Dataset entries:
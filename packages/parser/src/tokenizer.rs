use crate::error::{ParseError, ParseResult};
use logos::{Lexer, Logos};

/// Tokens recognized between tags.
#[derive(Logos, Debug, Clone, PartialEq)]
enum TextToken {
    #[token("<")]
    TagOpen,

    #[regex(r"<!--([^-]|-[^-]|--[^>])*-->", priority = 10)]
    Comment,

    #[regex(r"<![^>]*>", priority = 5)]
    Doctype,

    #[regex(r"[^<]+")]
    Text,
}

/// Tokens recognized inside a tag, between `<` and `>`.
#[derive(Logos, Debug, Clone, PartialEq)]
#[logos(skip r"[ \t\r\n]+")]
enum TagToken {
    #[token("/")]
    Slash,

    #[token("=")]
    Equals,

    #[token(">")]
    End,

    #[regex(r#""[^"]*""#)]
    DoubleQuoted,

    #[regex(r"'[^']*'")]
    SingleQuoted,

    // Tag names, attribute names and unquoted attribute values.
    #[regex(r"[a-zA-Z0-9_][a-zA-Z0-9._:;,#%()+-]*")]
    Ident,
}

/// Flat token stream the tree builder consumes.
#[derive(Debug, Clone, PartialEq)]
pub enum HtmlToken {
    /// Entity-decoded text run.
    Text(String),

    StartTag {
        name: String,
        attrs: Vec<(String, String)>,
        self_closing: bool,
    },

    EndTag {
        name: String,
    },
}

/// Tokenize an HTML fragment. Comments and doctypes are dropped here; tag and
/// attribute names come out lowercased, text and attribute values
/// entity-decoded.
pub fn tokenize(source: &str) -> ParseResult<Vec<HtmlToken>> {
    let mut tokens = Vec::new();
    let mut lex = TextToken::lexer(source);

    while let Some(result) = lex.next() {
        match result {
            Ok(TextToken::Text) => tokens.push(HtmlToken::Text(decode_entities(lex.slice()))),
            Ok(TextToken::Comment) | Ok(TextToken::Doctype) => {}
            Ok(TextToken::TagOpen) => {
                let mut tag_lex = lex.morph::<TagToken>();
                tokens.push(lex_tag(&mut tag_lex)?);
                lex = tag_lex.morph();
            }
            Err(()) => return Err(ParseError::lexer(lex.span().start)),
        }
    }

    Ok(tokens)
}

fn lex_tag(lex: &mut Lexer<'_, TagToken>) -> ParseResult<HtmlToken> {
    let mut name: Option<String> = None;
    let mut closing = false;
    let mut self_closing = false;
    let mut attrs: Vec<(String, String)> = Vec::new();
    let mut pending: Option<String> = None;
    let mut expect_value = false;

    loop {
        let Some(result) = lex.next() else {
            return Err(ParseError::unexpected_eof(lex.span().end));
        };
        let token = result.map_err(|()| ParseError::lexer(lex.span().start))?;
        match token {
            TagToken::Slash => {
                if name.is_none() {
                    closing = true;
                } else {
                    self_closing = true;
                }
            }
            TagToken::Equals => expect_value = true,
            TagToken::Ident => {
                let slice = lex.slice();
                if name.is_none() {
                    name = Some(slice.to_ascii_lowercase());
                } else if expect_value {
                    if let Some(attr) = pending.take() {
                        attrs.push((attr, decode_entities(slice)));
                    }
                    expect_value = false;
                } else {
                    // A bare attribute with no value, e.g. `disabled`.
                    if let Some(attr) = pending.take() {
                        attrs.push((attr, String::new()));
                    }
                    pending = Some(slice.to_ascii_lowercase());
                }
            }
            TagToken::DoubleQuoted | TagToken::SingleQuoted => {
                let slice = lex.slice();
                let inner = &slice[1..slice.len() - 1];
                if expect_value {
                    if let Some(attr) = pending.take() {
                        attrs.push((attr, decode_entities(inner)));
                    }
                    expect_value = false;
                }
            }
            TagToken::End => {
                if let Some(attr) = pending.take() {
                    attrs.push((attr, String::new()));
                }
                break;
            }
        }
    }

    match name {
        Some(name) if closing => Ok(HtmlToken::EndTag { name }),
        Some(name) => Ok(HtmlToken::StartTag {
            name,
            attrs,
            self_closing,
        }),
        None => Err(ParseError::malformed_tag(
            lex.span().start,
            "missing tag name",
        )),
    }
}

/// Decode the character entities the grammar cares about, leaving unknown
/// entities untouched.
pub fn decode_entities(input: &str) -> String {
    let mut out = String::with_capacity(input.len());
    let mut rest = input;

    while let Some(amp) = rest.find('&') {
        out.push_str(&rest[..amp]);
        let after = &rest[amp..];
        let semi = after
            .char_indices()
            .take(12)
            .find(|&(_, c)| c == ';')
            .map(|(i, _)| i);
        if let Some(semi) = semi {
            if let Some(decoded) = decode_entity(&after[1..semi]) {
                out.push(decoded);
                rest = &after[semi + 1..];
                continue;
            }
        }
        out.push('&');
        rest = &after['&'.len_utf8()..];
    }
    out.push_str(rest);
    out
}

fn decode_entity(name: &str) -> Option<char> {
    match name {
        "amp" => Some('&'),
        "lt" => Some('<'),
        "gt" => Some('>'),
        "quot" => Some('"'),
        "apos" => Some('\''),
        "nbsp" => Some('\u{A0}'),
        _ => {
            let number = name.strip_prefix('#')?;
            let value = if let Some(hex) = number.strip_prefix(['x', 'X']) {
                u32::from_str_radix(hex, 16).ok()?
            } else {
                number.parse::<u32>().ok()?
            };
            char::from_u32(value)
        }
    }
}
/// Splice inline content into the host text run, inside whatever wrappers
/// surround the caret.
fn splice_inline(doc: &mut Document, caret: Anchor, fragment: &Document) -> EditorResult<Selection> {
    let imported: Vec<NodeId> = fragment
        .children(fragment.root())
        .to_vec()
        .into_iter()
        .map(|n| import_node(doc, fragment, n))
        .collect();

    let (parent, mut at) = if doc.is_text(caret.node) {
        let parent = doc.parent(caret.node).ok_or(EditorError::NoSelection)?;
        let position = doc.index_of(caret.node).ok_or(EditorError::NoSelection)?;
        let len = doc.len_of(caret.node);
        if caret.offset == 0 {
            (parent, position)
        } else if caret.offset >= len {
            (parent, position + 1)
        } else {
            split_text(doc, caret.node, caret.offset);
            (parent, position + 1)
        }
    } else {
        // An empty block loses its placeholder once real content arrives.
        if doc.is_empty_block(caret.node) {
            if let Some(&br) = doc.children(caret.node).first() {
                doc.detach(br);
            }
            (caret.node, 0)
        } else {
            (caret.node, caret.offset.min(doc.len_of(caret.node)))
        }
    };
    for node in imported {
        doc.insert(parent, at, node);
        at += 1;
    }
    merge_adjacent_text(doc, parent);
    let caret = last_text_descendant(doc, parent)
        .map(|text| Anchor::new(text, doc.len_of(text)))
        .unwrap_or(Anchor::new(parent, doc.len_of(parent)));
    Ok(Selection::caret(caret))
}

/// Insert block content by splitting the host block at the caret.
///
/// The first pasted block merges into the left half only when the caret sits
/// directly in the host block's own text; inside inline formatting the pasted
/// blocks stay whole. A host left empty on either side of the split becomes a
/// placeholder paragraph (right) or goes away (left). An empty host block is
/// replaced outright.
fn insert_blocks(doc: &mut Document, caret: Anchor, fragment: &Document) -> EditorResult<Selection> {
    let mut imported: Vec<NodeId> = fragment
        .children(fragment.root())
        .to_vec()
        .into_iter()
        .map(|n| import_node(doc, fragment, n))
        .collect();

    let host = nearest_block(doc, caret.node);
    if !subtree_has_content(doc, host) {
        for &node in &imported {
            doc.insert_before(host, node);
        }
        doc.detach(host);
        let last = imported[imported.len() - 1];
        let caret = last_text_descendant(doc, last)
            .map(|text| Anchor::new(text, doc.len_of(text)))
            .unwrap_or(Anchor::new(last, 0));
        return Ok(Selection::caret(caret));
    }

    let parent = doc.parent(host).ok_or(EditorError::NoSelection)?;
    let direct = doc.parent(caret.node) == Some(host) || caret.node == host;
    let right = force_split_block(doc, caret, host)?;

    if direct {
        let first = imported.remove(0);
        let children: Vec<NodeId> = doc.children(first).to_vec();
        for child in children {
            doc.append(host, child);
        }
        doc.detach(first);
        merge_adjacent_text(doc, host);
    }
    let mut at = doc.index_of(right).ok_or(EditorError::NoSelection)?;
    for &node in &imported {
        doc.insert(parent, at, node);
        at += 1;
    }

    prune_empty(doc, host);
    if !subtree_has_content(doc, host) {
        doc.detach(host);
    }
    prune_empty(doc, right);
    if !subtree_has_content(doc, right) {
        let placeholder = doc.create_element(Tag::P);
        let br = doc.create_element(Tag::Br);
        doc.append(placeholder, br);
        doc.insert_before(right, placeholder);
        doc.detach(right);
        return Ok(Selection::caret(Anchor::new(placeholder, 0)));
    }
    let caret = doc
        .first_text_descendant(right)
        .map(|text| Anchor::new(text, 0))
        .unwrap_or(Anchor::new(right, 0));
    Ok(Selection::caret(caret))
}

Instructions to follow: Go through the entries and return each line where the word "attrs" occurs.

Solution to this problem:
        attrs: Vec<(String, String)>,
    let mut attrs: Vec<(String, String)> = Vec::new();
                        attrs.push((attr, decode_entities(slice)));
                        attrs.push((attr, String::new()));
                        attrs.push((attr, decode_entities(inner)));
                    attrs.push((attr, String::new()));
            attrs,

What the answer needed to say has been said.